Where the word "property" appears in a line below, copy the whole line.

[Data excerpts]
··········
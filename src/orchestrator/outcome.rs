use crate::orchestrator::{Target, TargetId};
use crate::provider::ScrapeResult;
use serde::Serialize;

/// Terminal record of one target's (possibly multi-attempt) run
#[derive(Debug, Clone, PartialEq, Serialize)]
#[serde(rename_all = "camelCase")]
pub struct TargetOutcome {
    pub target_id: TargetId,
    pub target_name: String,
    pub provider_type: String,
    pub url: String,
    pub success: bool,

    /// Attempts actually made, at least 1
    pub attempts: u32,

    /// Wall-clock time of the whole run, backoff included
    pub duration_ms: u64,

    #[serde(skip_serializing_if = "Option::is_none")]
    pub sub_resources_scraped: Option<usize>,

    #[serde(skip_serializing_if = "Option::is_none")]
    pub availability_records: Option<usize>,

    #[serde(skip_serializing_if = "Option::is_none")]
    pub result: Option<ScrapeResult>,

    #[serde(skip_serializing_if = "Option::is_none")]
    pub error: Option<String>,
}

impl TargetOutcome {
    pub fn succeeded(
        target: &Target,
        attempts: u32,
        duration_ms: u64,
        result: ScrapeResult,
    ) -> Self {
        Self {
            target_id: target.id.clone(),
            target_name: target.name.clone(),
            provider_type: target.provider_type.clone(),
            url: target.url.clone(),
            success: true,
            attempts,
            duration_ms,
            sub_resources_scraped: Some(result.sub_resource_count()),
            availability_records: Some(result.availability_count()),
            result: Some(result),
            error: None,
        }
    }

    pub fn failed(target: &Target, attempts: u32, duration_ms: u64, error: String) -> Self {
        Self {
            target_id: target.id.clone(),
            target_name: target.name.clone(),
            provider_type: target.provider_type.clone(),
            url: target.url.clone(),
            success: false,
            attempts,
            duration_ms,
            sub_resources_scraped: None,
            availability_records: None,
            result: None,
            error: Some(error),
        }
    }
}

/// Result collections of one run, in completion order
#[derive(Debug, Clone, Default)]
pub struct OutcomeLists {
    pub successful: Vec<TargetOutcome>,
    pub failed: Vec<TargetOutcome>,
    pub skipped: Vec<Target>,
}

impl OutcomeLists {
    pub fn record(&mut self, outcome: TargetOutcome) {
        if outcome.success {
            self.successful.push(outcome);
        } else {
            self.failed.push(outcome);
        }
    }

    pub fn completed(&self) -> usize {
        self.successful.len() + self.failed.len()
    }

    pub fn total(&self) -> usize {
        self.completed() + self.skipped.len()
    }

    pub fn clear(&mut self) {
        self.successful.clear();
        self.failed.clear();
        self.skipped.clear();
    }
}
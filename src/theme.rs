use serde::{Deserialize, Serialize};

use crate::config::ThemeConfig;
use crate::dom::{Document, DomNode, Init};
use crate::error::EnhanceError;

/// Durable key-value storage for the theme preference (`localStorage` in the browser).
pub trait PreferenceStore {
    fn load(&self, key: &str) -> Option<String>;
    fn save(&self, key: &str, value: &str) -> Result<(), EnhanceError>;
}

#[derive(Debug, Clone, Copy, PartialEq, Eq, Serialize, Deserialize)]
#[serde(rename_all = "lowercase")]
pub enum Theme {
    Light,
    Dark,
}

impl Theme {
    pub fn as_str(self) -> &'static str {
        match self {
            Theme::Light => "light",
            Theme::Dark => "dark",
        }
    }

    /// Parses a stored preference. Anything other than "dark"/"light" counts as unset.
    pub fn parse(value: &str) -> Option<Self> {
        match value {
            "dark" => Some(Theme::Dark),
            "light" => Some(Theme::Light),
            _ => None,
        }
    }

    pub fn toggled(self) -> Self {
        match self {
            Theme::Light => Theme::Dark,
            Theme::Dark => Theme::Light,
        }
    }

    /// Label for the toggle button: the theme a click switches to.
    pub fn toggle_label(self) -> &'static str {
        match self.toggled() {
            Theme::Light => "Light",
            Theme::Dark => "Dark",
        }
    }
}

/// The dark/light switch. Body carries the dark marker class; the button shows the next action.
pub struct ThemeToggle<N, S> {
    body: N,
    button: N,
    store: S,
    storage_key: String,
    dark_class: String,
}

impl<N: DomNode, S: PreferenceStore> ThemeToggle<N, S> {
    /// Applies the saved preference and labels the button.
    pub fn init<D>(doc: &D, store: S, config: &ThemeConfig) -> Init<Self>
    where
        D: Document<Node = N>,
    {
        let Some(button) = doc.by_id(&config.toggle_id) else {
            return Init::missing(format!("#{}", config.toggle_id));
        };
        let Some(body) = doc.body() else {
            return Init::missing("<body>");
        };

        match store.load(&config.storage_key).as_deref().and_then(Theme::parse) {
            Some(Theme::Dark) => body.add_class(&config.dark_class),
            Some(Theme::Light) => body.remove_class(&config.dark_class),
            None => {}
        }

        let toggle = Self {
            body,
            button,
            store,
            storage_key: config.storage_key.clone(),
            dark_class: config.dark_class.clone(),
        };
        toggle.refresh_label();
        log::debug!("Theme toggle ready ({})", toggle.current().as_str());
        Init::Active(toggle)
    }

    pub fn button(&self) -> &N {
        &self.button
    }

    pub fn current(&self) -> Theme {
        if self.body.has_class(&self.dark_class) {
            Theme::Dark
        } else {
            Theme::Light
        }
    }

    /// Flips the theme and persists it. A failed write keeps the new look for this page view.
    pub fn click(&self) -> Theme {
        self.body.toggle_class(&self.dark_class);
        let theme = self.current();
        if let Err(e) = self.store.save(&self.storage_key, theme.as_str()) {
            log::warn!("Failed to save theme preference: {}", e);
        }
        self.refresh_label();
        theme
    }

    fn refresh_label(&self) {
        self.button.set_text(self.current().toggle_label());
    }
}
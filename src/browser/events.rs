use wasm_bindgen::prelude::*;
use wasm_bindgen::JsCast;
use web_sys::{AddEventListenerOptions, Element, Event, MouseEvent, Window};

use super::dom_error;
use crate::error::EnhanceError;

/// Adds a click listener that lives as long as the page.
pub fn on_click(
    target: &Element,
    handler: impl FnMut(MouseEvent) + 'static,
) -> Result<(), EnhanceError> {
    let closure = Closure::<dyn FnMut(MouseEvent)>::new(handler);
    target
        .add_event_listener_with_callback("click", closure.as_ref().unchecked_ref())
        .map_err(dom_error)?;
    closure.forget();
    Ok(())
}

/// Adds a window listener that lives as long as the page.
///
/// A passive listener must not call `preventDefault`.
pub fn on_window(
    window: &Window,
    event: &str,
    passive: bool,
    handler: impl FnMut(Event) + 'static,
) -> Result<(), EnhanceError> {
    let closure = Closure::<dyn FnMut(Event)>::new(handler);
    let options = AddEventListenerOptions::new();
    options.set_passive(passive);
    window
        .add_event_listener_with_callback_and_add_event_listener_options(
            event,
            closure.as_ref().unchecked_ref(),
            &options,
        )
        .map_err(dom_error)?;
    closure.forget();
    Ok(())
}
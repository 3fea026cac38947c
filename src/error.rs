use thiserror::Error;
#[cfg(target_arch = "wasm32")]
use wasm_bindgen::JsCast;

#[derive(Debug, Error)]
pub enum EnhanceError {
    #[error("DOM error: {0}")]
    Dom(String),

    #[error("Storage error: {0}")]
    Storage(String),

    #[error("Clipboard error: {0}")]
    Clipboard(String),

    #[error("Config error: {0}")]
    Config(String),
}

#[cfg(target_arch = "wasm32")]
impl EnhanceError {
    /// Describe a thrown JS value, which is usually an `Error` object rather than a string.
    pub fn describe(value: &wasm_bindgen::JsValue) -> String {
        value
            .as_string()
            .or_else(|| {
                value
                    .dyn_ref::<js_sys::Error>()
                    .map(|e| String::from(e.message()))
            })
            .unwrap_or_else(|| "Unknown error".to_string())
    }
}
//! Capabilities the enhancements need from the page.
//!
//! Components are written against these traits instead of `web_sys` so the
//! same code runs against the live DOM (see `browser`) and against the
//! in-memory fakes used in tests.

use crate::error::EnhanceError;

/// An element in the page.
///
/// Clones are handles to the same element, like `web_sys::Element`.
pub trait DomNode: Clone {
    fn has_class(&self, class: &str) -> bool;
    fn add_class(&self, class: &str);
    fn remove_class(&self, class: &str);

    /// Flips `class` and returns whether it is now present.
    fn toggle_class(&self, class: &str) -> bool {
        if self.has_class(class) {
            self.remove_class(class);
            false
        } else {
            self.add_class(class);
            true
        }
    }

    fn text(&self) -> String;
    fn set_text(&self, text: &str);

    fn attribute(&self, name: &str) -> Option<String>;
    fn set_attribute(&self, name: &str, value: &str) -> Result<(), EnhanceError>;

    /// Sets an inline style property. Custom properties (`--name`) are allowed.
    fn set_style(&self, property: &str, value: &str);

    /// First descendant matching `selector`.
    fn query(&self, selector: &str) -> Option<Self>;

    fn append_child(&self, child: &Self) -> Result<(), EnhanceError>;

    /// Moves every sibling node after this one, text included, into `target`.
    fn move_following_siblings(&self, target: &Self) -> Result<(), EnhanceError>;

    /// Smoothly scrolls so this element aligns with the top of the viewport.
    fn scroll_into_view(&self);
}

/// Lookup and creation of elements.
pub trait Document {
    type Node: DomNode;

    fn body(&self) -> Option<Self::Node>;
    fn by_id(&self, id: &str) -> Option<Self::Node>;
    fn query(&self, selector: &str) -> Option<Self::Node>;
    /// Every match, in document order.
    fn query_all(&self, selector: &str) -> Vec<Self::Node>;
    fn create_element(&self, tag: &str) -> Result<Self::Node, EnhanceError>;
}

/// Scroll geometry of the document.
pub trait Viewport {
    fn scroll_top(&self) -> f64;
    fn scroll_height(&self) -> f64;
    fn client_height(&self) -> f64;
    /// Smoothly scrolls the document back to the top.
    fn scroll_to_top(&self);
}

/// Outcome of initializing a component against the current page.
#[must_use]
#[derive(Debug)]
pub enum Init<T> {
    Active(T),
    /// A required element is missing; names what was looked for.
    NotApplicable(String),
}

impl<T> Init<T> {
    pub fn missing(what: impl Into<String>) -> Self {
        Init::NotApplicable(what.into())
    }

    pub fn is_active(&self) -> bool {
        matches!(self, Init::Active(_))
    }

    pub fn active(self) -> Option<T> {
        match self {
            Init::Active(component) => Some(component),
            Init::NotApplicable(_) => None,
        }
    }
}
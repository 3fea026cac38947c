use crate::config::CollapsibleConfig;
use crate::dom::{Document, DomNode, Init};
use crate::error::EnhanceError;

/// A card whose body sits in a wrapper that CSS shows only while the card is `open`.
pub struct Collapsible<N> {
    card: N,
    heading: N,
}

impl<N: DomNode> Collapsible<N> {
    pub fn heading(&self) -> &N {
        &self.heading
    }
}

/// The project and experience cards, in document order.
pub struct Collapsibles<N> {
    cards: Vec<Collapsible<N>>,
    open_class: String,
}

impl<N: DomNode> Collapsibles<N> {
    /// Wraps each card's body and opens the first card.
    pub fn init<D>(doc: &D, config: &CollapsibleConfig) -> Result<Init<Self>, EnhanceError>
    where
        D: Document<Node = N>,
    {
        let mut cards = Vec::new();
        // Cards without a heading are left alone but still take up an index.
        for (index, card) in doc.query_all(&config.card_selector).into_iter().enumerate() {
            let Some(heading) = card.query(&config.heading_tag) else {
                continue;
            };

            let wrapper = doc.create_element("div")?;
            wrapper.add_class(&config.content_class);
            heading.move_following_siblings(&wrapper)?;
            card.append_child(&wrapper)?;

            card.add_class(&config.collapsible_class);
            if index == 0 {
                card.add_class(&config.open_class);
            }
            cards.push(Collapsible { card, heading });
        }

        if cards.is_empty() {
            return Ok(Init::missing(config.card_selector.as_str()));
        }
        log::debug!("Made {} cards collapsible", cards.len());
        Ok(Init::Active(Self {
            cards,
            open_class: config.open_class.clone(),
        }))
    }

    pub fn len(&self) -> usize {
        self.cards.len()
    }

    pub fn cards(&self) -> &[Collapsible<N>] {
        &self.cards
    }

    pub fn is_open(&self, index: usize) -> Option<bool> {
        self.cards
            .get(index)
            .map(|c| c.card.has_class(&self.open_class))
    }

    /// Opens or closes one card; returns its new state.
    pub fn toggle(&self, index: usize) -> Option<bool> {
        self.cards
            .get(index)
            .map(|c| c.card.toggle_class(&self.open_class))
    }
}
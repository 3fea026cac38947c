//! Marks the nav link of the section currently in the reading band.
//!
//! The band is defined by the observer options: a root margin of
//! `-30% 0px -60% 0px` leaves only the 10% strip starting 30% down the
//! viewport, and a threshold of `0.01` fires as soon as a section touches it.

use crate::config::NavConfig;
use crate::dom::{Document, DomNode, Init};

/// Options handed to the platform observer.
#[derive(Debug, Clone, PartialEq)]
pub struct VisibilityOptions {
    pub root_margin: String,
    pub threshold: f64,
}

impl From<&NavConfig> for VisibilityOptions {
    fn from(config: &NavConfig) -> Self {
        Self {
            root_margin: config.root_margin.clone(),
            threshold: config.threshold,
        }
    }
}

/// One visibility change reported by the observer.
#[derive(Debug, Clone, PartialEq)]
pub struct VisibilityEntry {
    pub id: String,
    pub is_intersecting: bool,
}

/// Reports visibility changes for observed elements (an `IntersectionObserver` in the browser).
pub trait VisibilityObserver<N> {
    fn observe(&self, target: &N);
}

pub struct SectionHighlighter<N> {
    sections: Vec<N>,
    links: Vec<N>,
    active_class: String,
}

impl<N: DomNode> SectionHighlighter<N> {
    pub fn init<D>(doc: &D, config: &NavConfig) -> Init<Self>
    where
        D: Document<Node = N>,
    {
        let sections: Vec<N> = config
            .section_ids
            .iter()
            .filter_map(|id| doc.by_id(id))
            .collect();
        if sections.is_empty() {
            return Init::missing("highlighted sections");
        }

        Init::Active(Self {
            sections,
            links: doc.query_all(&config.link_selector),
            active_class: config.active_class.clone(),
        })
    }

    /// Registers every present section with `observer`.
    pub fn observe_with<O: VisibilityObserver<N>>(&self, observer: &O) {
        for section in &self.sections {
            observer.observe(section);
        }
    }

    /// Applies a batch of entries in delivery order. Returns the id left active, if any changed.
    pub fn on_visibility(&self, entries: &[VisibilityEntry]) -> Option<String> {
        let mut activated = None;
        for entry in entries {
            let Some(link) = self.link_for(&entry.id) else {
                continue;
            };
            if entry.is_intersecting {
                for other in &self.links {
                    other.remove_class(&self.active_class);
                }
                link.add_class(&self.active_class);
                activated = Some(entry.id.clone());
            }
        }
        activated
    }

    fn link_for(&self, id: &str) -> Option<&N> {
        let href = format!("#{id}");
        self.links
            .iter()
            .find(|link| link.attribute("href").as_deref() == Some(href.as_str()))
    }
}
··········
**Reply:**
    /// Sets an inline style property. Custom properties (`--name`) are allowed.
    fn set_style(&self, property: &str, value: &str);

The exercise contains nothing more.